I'm a total newb and bottom rung hobbyist mathematician, just fair warning.
Say points a,b,c,d,e are in the plane (general position) and triangle abc contains point d, triangle ade contains point c. It seems intuitive that triangle bcd cannot contian point e, but I don't know how to prove it, without trying actual values for the coordinates. My first thought was to set up a system of inequalities, one for each statement of containment, similar to barrycentric coordinates (but using cross products), then somehow deduce a contradiction.

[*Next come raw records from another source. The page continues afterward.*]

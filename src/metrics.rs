//! Business ratio calculations over a user's ledger
//!
//! Every input is an aggregation of signed account balances over the user's
//! *active* accounts, filtered by account type and, where the ratio calls
//! for a subset like "current assets", by classification tags. A ratio with
//! an empty denominator is `None`, never an error, so callers can render
//! "N/A" without failing the whole computation.

use bigdecimal::BigDecimal;
use chrono::NaiveDate;
use serde::{Deserialize, Serialize};
use std::collections::{BTreeSet, HashSet};
use tracing::instrument;

use crate::ledger::balance;
use crate::traits::LedgerStore;
use crate::types::*;

/// Tag taxonomy the ratio formulas select account subsets by.
///
/// Injected at construction; the defaults mirror the conventional labels
/// ("cash", "receivable", "inventory", "current", "cogs"). Tag assignment
/// itself is the caller's concern.
#[derive(Debug, Clone, PartialEq, Eq, Serialize, Deserialize)]
pub struct MetricsConfig {
    /// Asset tags counted as quick (acid-test) assets
    pub quick_asset_tags: BTreeSet<String>,
    /// Asset tags counted as inventory
    pub inventory_tags: BTreeSet<String>,
    /// Asset tags counted as current assets
    pub current_asset_tags: BTreeSet<String>,
    /// Liability tags counted as current liabilities
    pub current_liability_tags: BTreeSet<String>,
    /// Expense tags counted as cost of goods sold
    pub cogs_tags: BTreeSet<String>,
    /// Asset tags treated as cash for the operating-cash-flow aggregation
    pub cash_tags: BTreeSet<String>,
    /// Asset tags treated as accounts receivable
    pub receivable_tags: BTreeSet<String>,
}

fn tag_set(tags: &[&str]) -> BTreeSet<String> {
    tags.iter().map(|t| t.to_string()).collect()
}

impl Default for MetricsConfig {
    fn default() -> Self {
        Self {
            quick_asset_tags: tag_set(&["cash", "receivable"]),
            inventory_tags: tag_set(&["inventory"]),
            current_asset_tags: tag_set(&["current"]),
            current_liability_tags: tag_set(&["current"]),
            cogs_tags: tag_set(&["cogs"]),
            cash_tags: tag_set(&["cash"]),
            receivable_tags: tag_set(&["receivable"]),
        }
    }
}

/// Reporting period for the flow-based inputs (operating cash flow, net
/// credit sales, average receivables). Inclusive on both ends.
#[derive(Debug, Clone, Copy, PartialEq, Eq, Serialize, Deserialize)]
pub struct MetricsPeriod {
    pub start: NaiveDate,
    pub end: NaiveDate,
}

impl MetricsPeriod {
    pub fn new(start: NaiveDate, end: NaiveDate) -> Self {
        Self { start, end }
    }
}

/// Business metrics engine, constructed per user
pub struct BusinessMetrics<'a, S: LedgerStore + ?Sized> {
    store: &'a S,
    user: UserId,
    config: MetricsConfig,
}

impl<'a, S: LedgerStore + ?Sized> BusinessMetrics<'a, S> {
    pub fn new(store: &'a S, user: UserId, config: MetricsConfig) -> Self {
        Self {
            store,
            user,
            config,
        }
    }

    /// Quick ratio (acid test): (quick assets − inventory) / current
    /// liabilities. `None` when current liabilities are zero.
    pub async fn quick_ratio(&self) -> LedgerResult<Option<BigDecimal>> {
        let quick_assets = self
            .tagged_balance(AccountType::Asset, Some(&self.config.quick_asset_tags), None)
            .await?;
        let inventory = self
            .tagged_balance(AccountType::Asset, Some(&self.config.inventory_tags), None)
            .await?;
        let current_liabilities = self.current_liabilities().await?;

        Ok(ratio(&(quick_assets - inventory), &current_liabilities))
    }

    /// Current ratio: current assets / current liabilities. `None` when
    /// current liabilities are zero.
    pub async fn current_ratio(&self) -> LedgerResult<Option<BigDecimal>> {
        let current_assets = self
            .tagged_balance(
                AccountType::Asset,
                Some(&self.config.current_asset_tags),
                None,
            )
            .await?;
        let current_liabilities = self.current_liabilities().await?;

        Ok(ratio(&current_assets, &current_liabilities))
    }

    /// Operating cash flow ratio: operating cash flow over the period /
    /// current liabilities. `None` when current liabilities are zero.
    pub async fn operating_cash_flow_ratio(
        &self,
        period: MetricsPeriod,
    ) -> LedgerResult<Option<BigDecimal>> {
        let ocf = self.operating_cash_flow(period).await?;
        let current_liabilities = self.current_liabilities().await?;

        Ok(ratio(&ocf, &current_liabilities))
    }

    /// Gross profit margin as a percentage: (revenue − COGS) / revenue × 100.
    /// `None` when revenue is zero.
    pub async fn gross_profit_margin(&self) -> LedgerResult<Option<BigDecimal>> {
        let revenue = self.tagged_balance(AccountType::Revenue, None, None).await?;
        let cogs = self
            .tagged_balance(AccountType::Expense, Some(&self.config.cogs_tags), None)
            .await?;

        Ok(ratio(&(revenue.clone() - cogs), &revenue).map(|r| r * BigDecimal::from(100)))
    }

    /// Debt-to-equity ratio: total liabilities / total equity. `None` when
    /// total equity is zero.
    pub async fn debt_to_equity_ratio(&self) -> LedgerResult<Option<BigDecimal>> {
        let liabilities = self
            .tagged_balance(AccountType::Liability, None, None)
            .await?;
        let equity = self.tagged_balance(AccountType::Equity, None, None).await?;

        Ok(ratio(&liabilities, &equity))
    }

    /// Accounts-receivable turnover: net credit sales over the period /
    /// average receivables over the period. `None` when the average is zero.
    pub async fn accounts_receivable_turnover(
        &self,
        period: MetricsPeriod,
    ) -> LedgerResult<Option<BigDecimal>> {
        let net_credit_sales = self.net_credit_sales(period).await?;
        let avg_receivables = self.average_receivables(period).await?;

        Ok(ratio(&net_credit_sales, &avg_receivables))
    }

    /// Compute all six ratios. Individual `None` values mean "undefined for
    /// this ledger", not failure.
    #[instrument(skip(self), fields(user = %self.user))]
    pub async fn compute_all(&self, period: MetricsPeriod) -> LedgerResult<BusinessRatios> {
        Ok(BusinessRatios {
            quick_ratio: self.quick_ratio().await?,
            current_ratio: self.current_ratio().await?,
            operating_cash_flow_ratio: self.operating_cash_flow_ratio(period).await?,
            gross_profit_margin: self.gross_profit_margin().await?,
            debt_to_equity_ratio: self.debt_to_equity_ratio().await?,
            accounts_receivable_turnover: self.accounts_receivable_turnover(period).await?,
        })
    }

    /// Net movement of cash-tagged asset accounts over the period, counting
    /// only posted or reconciled transactions: Σ(debits − credits) on their
    /// lines. Pending entries have not moved cash yet.
    pub async fn operating_cash_flow(&self, period: MetricsPeriod) -> LedgerResult<BigDecimal> {
        let cash_accounts = self
            .tagged_account_ids(AccountType::Asset, &self.config.cash_tags)
            .await?;

        let transactions = self
            .store
            .list_transactions(self.user, Some(period.start), Some(period.end))
            .await?;

        let mut flow = BigDecimal::from(0);
        for txn in transactions.iter().filter(|t| is_effective(t.status)) {
            for line in &txn.lines {
                if cash_accounts.contains(&line.account) {
                    flow += &line.debit_amount - &line.credit_amount;
                }
            }
        }

        Ok(flow)
    }

    /// Credits posted to revenue accounts over the period by transactions
    /// that also debit a receivable-tagged account, i.e. sales made on
    /// account rather than settled in cash.
    pub async fn net_credit_sales(&self, period: MetricsPeriod) -> LedgerResult<BigDecimal> {
        let receivable_accounts = self
            .tagged_account_ids(AccountType::Asset, &self.config.receivable_tags)
            .await?;
        let revenue_accounts: HashSet<AccountId> = self
            .store
            .list_accounts(self.user, true)
            .await?
            .into_iter()
            .filter(|a| a.account_type == AccountType::Revenue)
            .map(|a| a.id)
            .collect();

        let transactions = self
            .store
            .list_transactions(self.user, Some(period.start), Some(period.end))
            .await?;

        let zero = BigDecimal::from(0);
        let mut sales = BigDecimal::from(0);
        for txn in transactions.iter().filter(|t| is_effective(t.status)) {
            let on_account = txn.lines.iter().any(|l| {
                receivable_accounts.contains(&l.account) && l.debit_amount > zero
            });
            if !on_account {
                continue;
            }
            for line in &txn.lines {
                if revenue_accounts.contains(&line.account) {
                    sales += &line.credit_amount;
                }
            }
        }

        Ok(sales)
    }

    /// Mean of the receivable-tagged balance at the period's start and end.
    pub async fn average_receivables(&self, period: MetricsPeriod) -> LedgerResult<BigDecimal> {
        let opening = self
            .tagged_balance(
                AccountType::Asset,
                Some(&self.config.receivable_tags),
                Some(period.start),
            )
            .await?;
        let closing = self
            .tagged_balance(
                AccountType::Asset,
                Some(&self.config.receivable_tags),
                Some(period.end),
            )
            .await?;

        Ok((opening + closing) / BigDecimal::from(2))
    }

    async fn current_liabilities(&self) -> LedgerResult<BigDecimal> {
        self.tagged_balance(
            AccountType::Liability,
            Some(&self.config.current_liability_tags),
            None,
        )
        .await
    }

    /// Sum of signed balances over active accounts of the given type,
    /// restricted to accounts carrying at least one of `tags` when given.
    async fn tagged_balance(
        &self,
        account_type: AccountType,
        tags: Option<&BTreeSet<String>>,
        as_of: Option<NaiveDate>,
    ) -> LedgerResult<BigDecimal> {
        let accounts = self.store.list_accounts(self.user, true).await?;

        let mut total = BigDecimal::from(0);
        for account in accounts {
            if account.account_type != account_type {
                continue;
            }
            if let Some(tags) = tags {
                if !account.has_any_tag(tags.iter().map(|t| t.as_str())) {
                    continue;
                }
            }
            total += balance::balance_of(self.store, self.user, &account, as_of).await?;
        }

        Ok(total)
    }

    async fn tagged_account_ids(
        &self,
        account_type: AccountType,
        tags: &BTreeSet<String>,
    ) -> LedgerResult<HashSet<AccountId>> {
        Ok(self
            .store
            .list_accounts(self.user, true)
            .await?
            .into_iter()
            .filter(|a| {
                a.account_type == account_type
                    && a.has_any_tag(tags.iter().map(|t| t.as_str()))
            })
            .map(|a| a.id)
            .collect())
    }
}

/// Transactions that have taken effect for flow-based inputs
fn is_effective(status: TransactionStatus) -> bool {
    matches!(
        status,
        TransactionStatus::Posted | TransactionStatus::Reconciled
    )
}

/// Exact decimal division; `None` for an empty denominator.
fn ratio(numerator: &BigDecimal, denominator: &BigDecimal) -> Option<BigDecimal> {
    if *denominator == BigDecimal::from(0) {
        None
    } else {
        Some(numerator / denominator)
    }
}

The inequality list looks like this. I gather one would have to check a number of different sign conditions, and perhaps all possible orderings of x and y. I'm ok to assume a specific ordering, like $a_x < e_x < c_x < d_x < b_x$ and $a_y < b_y < d_y < c_y < e_y$, if that helps. I already checked for simple sign conflicts (some orderings are easy to prove immediately via sign conflicts):
ABC contains D $$(d_x - a_x) (c_y - a_y) - (c_x - a_x) (d_y - a_y)>0$$ $$(d_x - b_x) (a_y - b_y) - (a_x - b_x) (d_y - b_y)>0$$ $$(d_x - c_x) (b_y - c_y) - (b_x - c_x) (d_y - c_y)>0$$
ADE contains C $$(c_x - a_x) (e_y - a_y) - (e_x - a_x) (c_y - a_y)>0$$ $$(c_x - d_x) (a_y - d_y) - (a_x - d_x) (c_y - d_y)>0$$ $$(c_x - e_x) (d_y - e_y) - (d_x - e_x) (c_y - e_y)>0$$
BCD contains E $$(e_x - b_x) (d_y - b_y) - (d_x - b_x) (e_y - b_y)>0$$ $$(e_x - c_x) (b_y - c_y) - (b_x - c_x) (e_y - c_y)>0$$ $$(e_x - d_x) (c_y - d_y) - (c_x - d_x) (e_y - d_y)>0$$
Can it be shown, just with the above statements, that the three "containment" statements cannot co-exist? I guess we also need to say that no three points are colinear and no two points are the same. Here's an example drawing, but of course I'm looking to prove this without assuming any particular configuration of the points. While a geometric reasoning proof would be interesting, my goal is to be able to programatically prove these sorts of statements, so analytical is best. I'm happy to improve the question with any feedback. thanks!